J’ai dit plus haut l’ensemble des belles qualités qui dominent dans cette production inédite d’André Chénier ; mais je n’en ai peut-être pas suffisamment remarqué une qu’à la vérité semblent supposer les autres : je veux dire les rapprochements continuels qu’il fait avec les anciens. Il est aisé de voir que non-seulement il s’est nourri long-temps de cette excellente étude, mais qu’il la continue toujours ; car il l’applique toujours. Dans une occasion, il avait relevé avec éloge une image qu’il croyait avoir été créée par Malherbe ; quelque temps après il ajoute :

« L’image des quatre derniers vers de cette seconde strophe n’est point moderne, comme je l’avais cru. La voilà dans Martial, etc. »

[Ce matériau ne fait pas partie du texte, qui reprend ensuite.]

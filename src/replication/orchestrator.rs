use rand::Rng;
use std::collections::HashSet;
use std::sync::Arc;
use std::time::Duration;
use tokio::sync::watch;
use tokio::task::JoinSet;
use tokio::time::{sleep, sleep_until, timeout, Instant};
use tracing::{debug, info, warn};

use crate::replication::ReplicaTransport;
use crate::{Error, Result};

/// Static replication settings for a leader.
#[derive(Debug, Clone, PartialEq, Eq)]
pub struct ReplicationConfig {
    /// Follower endpoints, one replication unit is started per entry.
    pub followers: Vec<String>,

    /// Number of follower confirmations required before a write counts as replicated.
    ///
    /// A quorum of 0 skips replication entirely. A quorum larger than the number of
    /// followers is accepted but can never be reached.
    pub write_quorum: usize,

    /// Bounds for the simulated network delay applied before each follower call.
    pub min_delay: Duration,
    pub max_delay: Duration,

    /// Deadline for a single follower call.
    pub call_timeout: Duration,

    /// Deadline for the whole fan-out of one write.
    pub attempt_timeout: Duration,
}

impl Default for ReplicationConfig {
    fn default() -> Self {
        Self {
            followers: Vec::new(),
            write_quorum: 1,
            min_delay: Duration::ZERO,
            max_delay: Duration::from_millis(200),
            call_timeout: Duration::from_secs(2),
            attempt_timeout: Duration::from_secs(5),
        }
    }
}

impl ReplicationConfig {
    pub fn validate(&self) -> Result<()> {
        if self.min_delay > self.max_delay {
            return Err(Error::InvalidConfig(format!(
                "min delay {:?} is greater than max delay {:?}",
                self.min_delay, self.max_delay
            )));
        }
        if self.call_timeout.is_zero() {
            return Err(Error::InvalidConfig("call timeout must be non-zero".into()));
        }
        if self.attempt_timeout.is_zero() {
            return Err(Error::InvalidConfig(
                "replication timeout must be non-zero".into(),
            ));
        }
        let mut seen = HashSet::new();
        for follower in &self.followers {
            if follower.trim().is_empty() {
                return Err(Error::InvalidConfig("empty follower endpoint".into()));
            }
            if !seen.insert(follower.as_str()) {
                return Err(Error::InvalidConfig(format!(
                    "follower {follower} is listed more than once"
                )));
            }
        }
        Ok(())
    }
}

/// How long each replication unit waits before contacting its follower.
///
/// This only models network variance, with both bounds at zero no unit waits.
#[derive(Debug, Clone, PartialEq, Eq)]
pub enum DelayModel {
    /// A random delay drawn for every unit.
    Uniform { min: Duration, max: Duration },

    /// A fixed delay per follower index. Followers without an entry do not wait.
    Fixed(Vec<Duration>),
}

impl DelayModel {
    fn delay_for(&self, index: usize) -> Duration {
        match self {
            Self::Uniform { min, max } if min < max => rand::thread_rng().gen_range(*min..=*max),
            Self::Uniform { min, .. } => *min,
            Self::Fixed(delays) => delays.get(index).copied().unwrap_or(Duration::ZERO),
        }
    }
}

/// Final state of a single replication unit as observed by the orchestrator.
#[derive(Debug, Clone, Copy, PartialEq, Eq)]
pub enum UnitOutcome {
    /// The follower acknowledged the write.
    Confirmed,
    /// The call failed or the follower answered negatively.
    Rejected,
    /// The call did not finish within the per-call timeout.
    TimedOut,
    /// Quorum was settled before the unit issued its call.
    Cancelled,
}

/// Summary of one fan-out.
///
/// `outcomes` only lists units whose result was observed before the attempt
/// returned, `abandoned` counts the rest.
#[derive(Debug, Clone, PartialEq, Eq)]
pub struct AttemptReport {
    pub quorum_reached: bool,
    pub confirmations: usize,
    pub outcomes: Vec<(String, UnitOutcome)>,
    pub abandoned: usize,
}

/// Counts confirmations towards a quorum, at most once per follower endpoint.
#[derive(Debug)]
struct QuorumTally {
    target: usize,
    confirmed: HashSet<String>,
}

impl QuorumTally {
    fn new(target: usize) -> Self {
        Self {
            target,
            confirmed: HashSet::new(),
        }
    }

    /// Returns `false` when this follower was already counted.
    fn confirm(&mut self, endpoint: &str) -> bool {
        if self.confirmed.contains(endpoint) {
            return false;
        }
        self.confirmed.insert(endpoint.to_string())
    }

    fn count(&self) -> usize {
        self.confirmed.len()
    }

    fn reached(&self) -> bool {
        self.count() >= self.target
    }
}

/// Work needed to replicate one write to one follower.
struct ReplicationUnit<T> {
    index: usize,
    endpoint: String,
    key: Arc<str>,
    value: Arc<str>,
    seq: u64,
    delay: Duration,
    call_timeout: Duration,
    transport: Arc<T>,
    cancel: watch::Receiver<bool>,
}

impl<T: ReplicaTransport> ReplicationUnit<T> {
    async fn run(mut self) -> (usize, UnitOutcome) {
        if !self.delay.is_zero() {
            tokio::select! {
                _ = sleep(self.delay) => {}
                _ = cancelled(&mut self.cancel) => {
                    debug!(endpoint = self.endpoint, "Stopped during delay, quorum settled");
                    return (self.index, UnitOutcome::Cancelled);
                }
            }
        }
        if *self.cancel.borrow() {
            debug!(endpoint = self.endpoint, "Skipped, quorum already settled");
            return (self.index, UnitOutcome::Cancelled);
        }

        // Past this point the call runs to completion, a late result is just discarded.
        let call = self.transport.attempt_replicate(
            &self.endpoint,
            &self.key,
            &self.value,
            self.seq,
            self.call_timeout,
        );
        let outcome = match timeout(self.call_timeout, call).await {
            Ok(true) => UnitOutcome::Confirmed,
            Ok(false) => {
                debug!(endpoint = self.endpoint, seq = self.seq, "Follower rejected write");
                UnitOutcome::Rejected
            }
            Err(_) => {
                let err = Error::FollowerTimeout {
                    endpoint: self.endpoint.clone(),
                    timeout: self.call_timeout,
                };
                warn!("{err}");
                UnitOutcome::TimedOut
            }
        };
        (self.index, outcome)
    }
}

/// Resolves once the signal is raised, or once its sender is gone.
async fn cancelled(rx: &mut watch::Receiver<bool>) {
    loop {
        if *rx.borrow_and_update() {
            return;
        }
        if rx.changed().await.is_err() {
            return;
        }
    }
}

/// Replicates leader-committed writes to followers with a write quorum.
///
/// Every call to [`ReplicationOrchestrator::replicate_to_followers`] starts one
/// unit of work per follower. As soon as enough of them confirm, the units which
/// have not yet contacted their follower are told to stop and the call returns
/// without waiting for them.
#[derive(Debug)]
pub struct ReplicationOrchestrator<T> {
    config: ReplicationConfig,
    delays: DelayModel,
    transport: Arc<T>,
}

impl<T: ReplicaTransport> ReplicationOrchestrator<T> {
    pub fn new(config: ReplicationConfig, transport: T) -> Self {
        let delays = DelayModel::Uniform {
            min: config.min_delay,
            max: config.max_delay,
        };
        Self {
            config,
            delays,
            transport: Arc::new(transport),
        }
    }

    /// Replace the delay model derived from the config.
    pub fn with_delays(mut self, delays: DelayModel) -> Self {
        self.delays = delays;
        self
    }

    pub fn config(&self) -> &ReplicationConfig {
        &self.config
    }

    pub fn transport(&self) -> &T {
        &self.transport
    }

    /// Replicate a write and report whether the write quorum confirmed it in time.
    ///
    /// A `false` result never means the local write failed, only that it is not
    /// known to be held by enough followers.
    pub async fn replicate_to_followers(&self, key: &str, value: &str, seq: u64) -> bool {
        self.replicate_with_report(key, value, seq)
            .await
            .quorum_reached
    }

    pub async fn replicate_with_report(&self, key: &str, value: &str, seq: u64) -> AttemptReport {
        let quorum = self.config.write_quorum;
        if quorum == 0 {
            debug!(key, seq, "Write quorum is 0, skipping replication");
            return AttemptReport {
                quorum_reached: true,
                confirmations: 0,
                outcomes: Vec::new(),
                abandoned: 0,
            };
        }

        let deadline = Instant::now() + self.config.attempt_timeout;
        let (cancel_tx, cancel_rx) = watch::channel(false);
        let key: Arc<str> = Arc::from(key);
        let value: Arc<str> = Arc::from(value);

        let mut units = JoinSet::new();
        for (index, endpoint) in self.config.followers.iter().enumerate() {
            let unit = ReplicationUnit {
                index,
                endpoint: endpoint.clone(),
                key: key.clone(),
                value: value.clone(),
                seq,
                delay: self.delays.delay_for(index),
                call_timeout: self.config.call_timeout,
                transport: self.transport.clone(),
                cancel: cancel_rx.clone(),
            };
            units.spawn(unit.run());
        }
        debug!(key = &*key, seq, followers = units.len(), quorum, "Dispatched replication");

        let mut tally = QuorumTally::new(quorum);
        let mut outcomes = Vec::with_capacity(units.len());
        let quorum_reached = loop {
            if tally.reached() {
                break true;
            }
            tokio::select! {
                joined = units.join_next(), if !units.is_empty() => match joined {
                    Some(Ok((index, outcome))) => {
                        let endpoint = &self.config.followers[index];
                        if outcome == UnitOutcome::Confirmed && tally.confirm(endpoint) {
                            info!(
                                key = &*key,
                                seq,
                                "Confirmation received: {}/{}",
                                tally.count(),
                                quorum
                            );
                        }
                        outcomes.push((endpoint.clone(), outcome));
                    }
                    Some(Err(e)) => warn!(error = %e, "Replication unit failed"),
                    None => {}
                },
                _ = sleep_until(deadline) => break false,
            }
        };

        // Units still delaying see the signal and stop, units with a call in flight
        // finish on their own and their result is dropped.
        let _ = cancel_tx.send(true);
        let abandoned = units.len();
        units.detach_all();

        if quorum_reached {
            debug!(key = &*key, seq, abandoned, "Quorum reached");
        } else {
            warn!(
                key = &*key,
                seq,
                confirmations = tally.count(),
                quorum,
                "Quorum not reached within {:?}",
                self.config.attempt_timeout
            );
        }

        AttemptReport {
            quorum_reached,
            confirmations: tally.count(),
            outcomes,
            abandoned,
        }
    }
}

#[cfg(test)]
mod test {
    use super::*;

    #[test]
    fn follower_counts_once() {
        let mut tally = QuorumTally::new(2);
        assert!(tally.confirm("a:1"));
        assert!(!tally.confirm("a:1"));
        assert!(!tally.reached());
        assert!(tally.confirm("c:1"));
        assert!(tally.reached());
        assert_eq!(tally.count(), 2);
    }

    #[test]
    fn fixed_delays_default_to_zero() {
        let delays = DelayModel::Fixed(vec![Duration::from_millis(10)]);
        assert_eq!(delays.delay_for(0), Duration::from_millis(10));
        assert_eq!(delays.delay_for(3), Duration::ZERO);
    }

    #[test]
    fn uniform_delay_stays_in_bounds() {
        let delays = DelayModel::Uniform {
            min: Duration::from_millis(5),
            max: Duration::from_millis(15),
        };
        for _ in 0..100 {
            let d = delays.delay_for(0);
            assert!(d >= Duration::from_millis(5) && d <= Duration::from_millis(15));
        }
        let flat = DelayModel::Uniform {
            min: Duration::ZERO,
            max: Duration::ZERO,
        };
        assert_eq!(flat.delay_for(1), Duration::ZERO);
    }

    #[test]
    fn config_validation() {
        assert!(ReplicationConfig::default().validate().is_ok());

        let inverted = ReplicationConfig {
            min_delay: Duration::from_millis(300),
            ..Default::default()
        };
        assert!(matches!(inverted.validate(), Err(Error::InvalidConfig(_))));

        let no_timeout = ReplicationConfig {
            call_timeout: Duration::ZERO,
            ..Default::default()
        };
        assert!(no_timeout.validate().is_err());

        // An unreachable quorum is allowed.
        let oversized = ReplicationConfig {
            followers: vec!["a:1".into()],
            write_quorum: 3,
            ..Default::default()
        };
        assert!(oversized.validate().is_ok());

        let duplicated = ReplicationConfig {
            followers: vec!["a:1".into(), "b:1".into(), "a:1".into()],
            write_quorum: 2,
            ..Default::default()
        };
        assert!(matches!(duplicated.validate(), Err(Error::InvalidConfig(_))));
    }
}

Il est rare que la plus légère imitation lui échappe, et son opinion est que cela n’ôte rien au mérite du poète : non pas qu’il veuille que les ouvrages modernes ressemblent à une traduction des anciens, il a dit ailleurs son avis sur ce sujet ; mais il admire ces emprunts lorsqu’ils sont faits avec art. Il retrouve avec bonheur les traces des grands écrivains de l’antiquité. Il se complaît dans les reproductions des textes, et vous sentez, en vérité, jusque dans les citations, que c’est le poète qui cite le poète. Enfin, on trouve souvent ici réunies à de sages réflexions critiques, des beautés du premier jet ; nulle part on ne sent faiblir cette main si ferme, et je suis persuadé que vous penserez comme moi, madame, que c’est là un beau, un précieux travail.

Je viens de vous donner, moi, j’espère, pour mon propre compte, une bien grande preuve d’abnégation.